Entries shown:
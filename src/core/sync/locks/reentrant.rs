/*!
 * Reentrant Readers-Writer Lock
 *
 * Multiple concurrent readers or one exclusive writer, where a holder may
 * re-acquire a compatible mode without deadlocking on itself, and where a
 * waiting writer blocks new readers.
 *
 * # Design: One Bookkeeping Mutex, Two Wait Events
 *
 * Writer identity, writer depth, the reader table and the pending-writer
 * counter live in a single `LockState` behind a short-held mutex. It is held
 * for O(1) updates only; blocked callers give it up through the `Waiter`.
 *
 * - Slot contenders and new readers wait for `WriterReleased`
 * - A writer holding the slot waits for `ReadersDrained`
 *
 * # Recursion
 *
 * - The writer may call `acquire_exclusive` or `acquire_shared` again; both
 *   fold into the writer depth and need one release each
 * - A reader may call `acquire_shared` again even while a writer is pending;
 *   that writer is waiting for this reader to drain
 * - Upgrading shared to exclusive is NOT supported and deadlocks
 */

use super::state::{LockSnapshot, LockState, Release};
use super::stats::{LockStats, StatsSnapshot};
use crate::core::errors::LockResult;
use crate::core::guard::{ExclusiveGuard, SharedGuard};
use crate::core::sync::config::SyncConfig;
use crate::core::sync::traits::{WaitEvent, WaitStrategy};
use crate::core::sync::wait::Waiter;
use crate::core::types::current_holder;
use parking_lot::Mutex;
use std::fmt;
use tracing::{debug, trace, warn};

/// Reentrant (recursive) readers-writer lock with writer priority
///
/// The lock guards no data of its own; it orders the callers that share
/// some other resource. Use the raw operations in matched pairs, or the
/// RAII guards from [`read`](Self::read) and [`write`](Self::write).
///
/// # Example
///
/// ```
/// use reentrant_rwlock::ReentrantRwLock;
///
/// let lock = ReentrantRwLock::new();
///
/// lock.acquire_exclusive();
/// lock.acquire_shared(); // same thread, folds into the write depth
/// assert_eq!(lock.write_depth_current_thread(), 2);
///
/// lock.release_shared().unwrap();
/// lock.release_exclusive().unwrap();
/// assert!(!lock.is_locked());
/// ```
pub struct ReentrantRwLock {
    state: Mutex<LockState>,
    waiter: Waiter,
    stats: LockStats,
}

impl ReentrantRwLock {
    /// Create an unlocked lock with the default wait strategy
    pub fn new() -> Self {
        Self::with_config(SyncConfig::default())
    }

    /// Create an unlocked lock with the given wait configuration
    pub fn with_config(config: SyncConfig) -> Self {
        Self {
            state: Mutex::new(LockState::new()),
            waiter: Waiter::new(&config),
            stats: LockStats::new(),
        }
    }

    /// Create a lock that polls with backoff instead of parking
    pub fn low_latency() -> Self {
        Self::with_config(SyncConfig::low_latency())
    }

    /// Acquire exclusive access, blocking until it is granted
    ///
    /// Raises the pending-writer count first, which stops new readers; then
    /// claims the writer slot once empty and waits for readers already
    /// admitted to finish. The pending count drops when this call returns.
    pub fn acquire_exclusive(&self) {
        let me = current_holder();
        let mut state = self.state.lock();

        if state.is_writer(me) {
            state.reenter_writer();
            self.stats.record_recursive();
            trace!(thread = ?me, depth = state.writer_depth(), "exclusive re-entered");
            return;
        }

        if state.reader_count(me) > 0 {
            warn!(
                thread = ?me,
                shared_holds = state.reader_count(me),
                "acquire_exclusive while holding shared access; this upgrade cannot complete"
            );
        }

        state.add_pending_writer();

        let mut contended = false;
        if state.has_writer() {
            contended = true;
            debug!(thread = ?me, "waiting for writer slot");
            self.waiter
                .wait_while(WaitEvent::WriterReleased, &mut state, |s| s.has_writer());
        }

        state.claim_writer(me);

        if state.has_readers() {
            contended = true;
            debug!(thread = ?me, "writer slot claimed, draining readers");
            self.waiter
                .wait_while(WaitEvent::ReadersDrained, &mut state, |s| s.has_readers());
        }

        state.remove_pending_writer();
        debug_assert!(state.invariants_hold());
        drop(state);

        self.stats.record_exclusive();
        if contended {
            self.stats.record_contended();
        }
        trace!(thread = ?me, "exclusive acquired");
    }

    /// Try to acquire exclusive access without blocking
    ///
    /// Succeeds for the current writer (one more depth level), or when the
    /// writer slot is empty and no readers hold the lock. A failed attempt
    /// leaves the lock untouched.
    pub fn try_acquire_exclusive(&self) -> bool {
        let me = current_holder();
        let mut state = self.state.lock();

        if state.is_writer(me) {
            state.reenter_writer();
            self.stats.record_recursive();
            return true;
        }

        if state.try_claim_writer(me) {
            drop(state);
            self.stats.record_exclusive();
            trace!(thread = ?me, "exclusive acquired (try)");
            true
        } else {
            drop(state);
            self.stats.record_try_failure();
            false
        }
    }

    /// Release one level of exclusive access
    ///
    /// # Errors
    ///
    /// `LockError::NoWriter` if no writer holds the lock,
    /// `LockError::NotOwner` if the caller is not the writer.
    pub fn release_exclusive(&self) -> LockResult<()> {
        let me = current_holder();
        let released = self.state.lock().release_exclusive(me);

        match released {
            Ok(release) => {
                self.after_release(release);
                trace!(thread = ?me, ?release, "exclusive released");
                Ok(())
            }
            Err(e) => {
                warn!(thread = ?me, error = %e, "unmatched exclusive release");
                Err(e)
            }
        }
    }

    /// Acquire shared access, blocking until it is granted
    ///
    /// Blocks while a writer holds the lock or is pending, unless the caller
    /// already holds shared or exclusive access.
    pub fn acquire_shared(&self) {
        let me = current_holder();
        let mut state = self.state.lock();

        if state.is_writer(me) {
            state.reenter_writer();
            self.stats.record_recursive();
            trace!(thread = ?me, depth = state.writer_depth(), "shared folded into write depth");
            return;
        }

        if state.reader_count(me) > 0 {
            state.add_reader(me);
            self.stats.record_recursive();
            trace!(thread = ?me, holds = state.reader_count(me), "shared re-entered");
            return;
        }

        let contended = !state.admits_new_reader();
        if contended {
            debug!(thread = ?me, "waiting for writers to finish");
            self.waiter.wait_while(WaitEvent::WriterReleased, &mut state, |s| {
                !s.admits_new_reader()
            });
        }

        // Still under the mutex: no writer can claim the slot between the
        // predicate check and this increment.
        state.add_reader(me);
        drop(state);

        self.stats.record_shared();
        if contended {
            self.stats.record_contended();
        }
        trace!(thread = ?me, "shared acquired");
    }

    /// Try to acquire shared access without blocking
    pub fn try_acquire_shared(&self) -> bool {
        let me = current_holder();
        let mut state = self.state.lock();

        if state.is_writer(me) {
            state.reenter_writer();
            self.stats.record_recursive();
            return true;
        }

        if state.reader_count(me) > 0 {
            state.add_reader(me);
            self.stats.record_recursive();
            return true;
        }

        if state.admits_new_reader() {
            state.add_reader(me);
            drop(state);
            self.stats.record_shared();
            true
        } else {
            drop(state);
            self.stats.record_try_failure();
            false
        }
    }

    /// Release one level of shared access
    ///
    /// For the writer this unwinds one level of the write depth.
    ///
    /// # Errors
    ///
    /// `LockError::NotReader` if the caller holds neither shared nor
    /// exclusive access.
    pub fn release_shared(&self) -> LockResult<()> {
        let me = current_holder();
        let released = self.state.lock().release_shared(me);

        match released {
            Ok(release) => {
                self.after_release(release);
                trace!(thread = ?me, ?release, "shared released");
                Ok(())
            }
            Err(e) => {
                warn!(thread = ?me, error = %e, "unmatched shared release");
                Err(e)
            }
        }
    }

    /// Wake whoever waits on the state change a release produced
    #[inline]
    fn after_release(&self, release: Release) {
        match release {
            Release::WriterCleared => {
                self.waiter.notify(WaitEvent::WriterReleased);
            }
            Release::ReadersDrained => {
                self.waiter.notify(WaitEvent::ReadersDrained);
            }
            Release::Held | Release::ReaderDecremented => {}
        }
    }

    /// Acquire shared access as an RAII guard
    pub fn read(&self) -> SharedGuard<'_> {
        self.acquire_shared();
        SharedGuard::new(self)
    }

    /// Acquire exclusive access as an RAII guard
    pub fn write(&self) -> ExclusiveGuard<'_> {
        self.acquire_exclusive();
        ExclusiveGuard::new(self)
    }

    /// Non-blocking [`read`](Self::read)
    pub fn try_read(&self) -> Option<SharedGuard<'_>> {
        self.try_acquire_shared().then(|| SharedGuard::new(self))
    }

    /// Non-blocking [`write`](Self::write)
    pub fn try_write(&self) -> Option<ExclusiveGuard<'_>> {
        self.try_acquire_exclusive().then(|| ExclusiveGuard::new(self))
    }

    /// Whether any thread holds or is claiming the lock
    pub fn is_locked(&self) -> bool {
        let state = self.state.lock();
        state.has_writer() || state.has_readers()
    }

    /// Whether a writer owns the slot
    pub fn is_write_locked(&self) -> bool {
        self.state.lock().has_writer()
    }

    /// Whether the calling thread is the writer
    pub fn is_write_locked_by_current_thread(&self) -> bool {
        self.state.lock().is_writer(current_holder())
    }

    /// Write depth of the calling thread (0 if it is not the writer)
    pub fn write_depth_current_thread(&self) -> usize {
        let state = self.state.lock();
        if state.is_writer(current_holder()) {
            state.writer_depth()
        } else {
            0
        }
    }

    /// Shared holds of the calling thread (the writer's are in its depth)
    pub fn read_count_current_thread(&self) -> usize {
        self.state.lock().reader_count(current_holder())
    }

    /// Point-in-time view of the bookkeeping
    pub fn snapshot(&self) -> LockSnapshot {
        self.state.lock().snapshot()
    }

    /// Acquisition counters
    pub fn stats(&self) -> StatsSnapshot {
        self.stats.snapshot()
    }

    /// Threads currently blocked on the lock, as reported by the strategy
    pub fn blocked_count(&self) -> usize {
        self.waiter.waiter_count(WaitEvent::WriterReleased)
            + self.waiter.waiter_count(WaitEvent::ReadersDrained)
    }

    /// Name of the active wait strategy
    pub fn strategy_name(&self) -> &'static str {
        self.waiter.name()
    }
}

impl Default for ReentrantRwLock {
    fn default() -> Self {
        Self::new()
    }
}

impl fmt::Debug for ReentrantRwLock {
    fn fmt(&self, f: &mut fmt::Formatter<'_>) -> fmt::Result {
        f.debug_struct("ReentrantRwLock")
            .field("state", &self.snapshot())
            .field("strategy", &self.strategy_name())
            .finish()
    }
}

Task description:
From the material above, set down exactly the lines starting at the one with "and the pending-writer" and ending at the one with "pairs, or the", end lines included.

Task answer:
 * Writer identity, writer depth, the reader table and the pending-writer
 * counter live in a single `LockState` behind a short-held mutex. It is held
 * for O(1) updates only; blocked callers give it up through the `Waiter`.
 *
 * - Slot contenders and new readers wait for `WriterReleased`
 * - A writer holding the slot waits for `ReadersDrained`
 *
 * # Recursion
 *
 * - The writer may call `acquire_exclusive` or `acquire_shared` again; both
 *   fold into the writer depth and need one release each
 * - A reader may call `acquire_shared` again even while a writer is pending;
 *   that writer is waiting for this reader to drain
 * - Upgrading shared to exclusive is NOT supported and deadlocks
 */

use super::state::{LockSnapshot, LockState, Release};
use super::stats::{LockStats, StatsSnapshot};
use crate::core::errors::LockResult;
use crate::core::guard::{ExclusiveGuard, SharedGuard};
use crate::core::sync::config::SyncConfig;
use crate::core::sync::traits::{WaitEvent, WaitStrategy};
use crate::core::sync::wait::Waiter;
use crate::core::types::current_holder;
use parking_lot::Mutex;
use std::fmt;
use tracing::{debug, trace, warn};

/// Reentrant (recursive) readers-writer lock with writer priority
///
/// The lock guards no data of its own; it orders the callers that share
/// some other resource. Use the raw operations in matched pairs, or the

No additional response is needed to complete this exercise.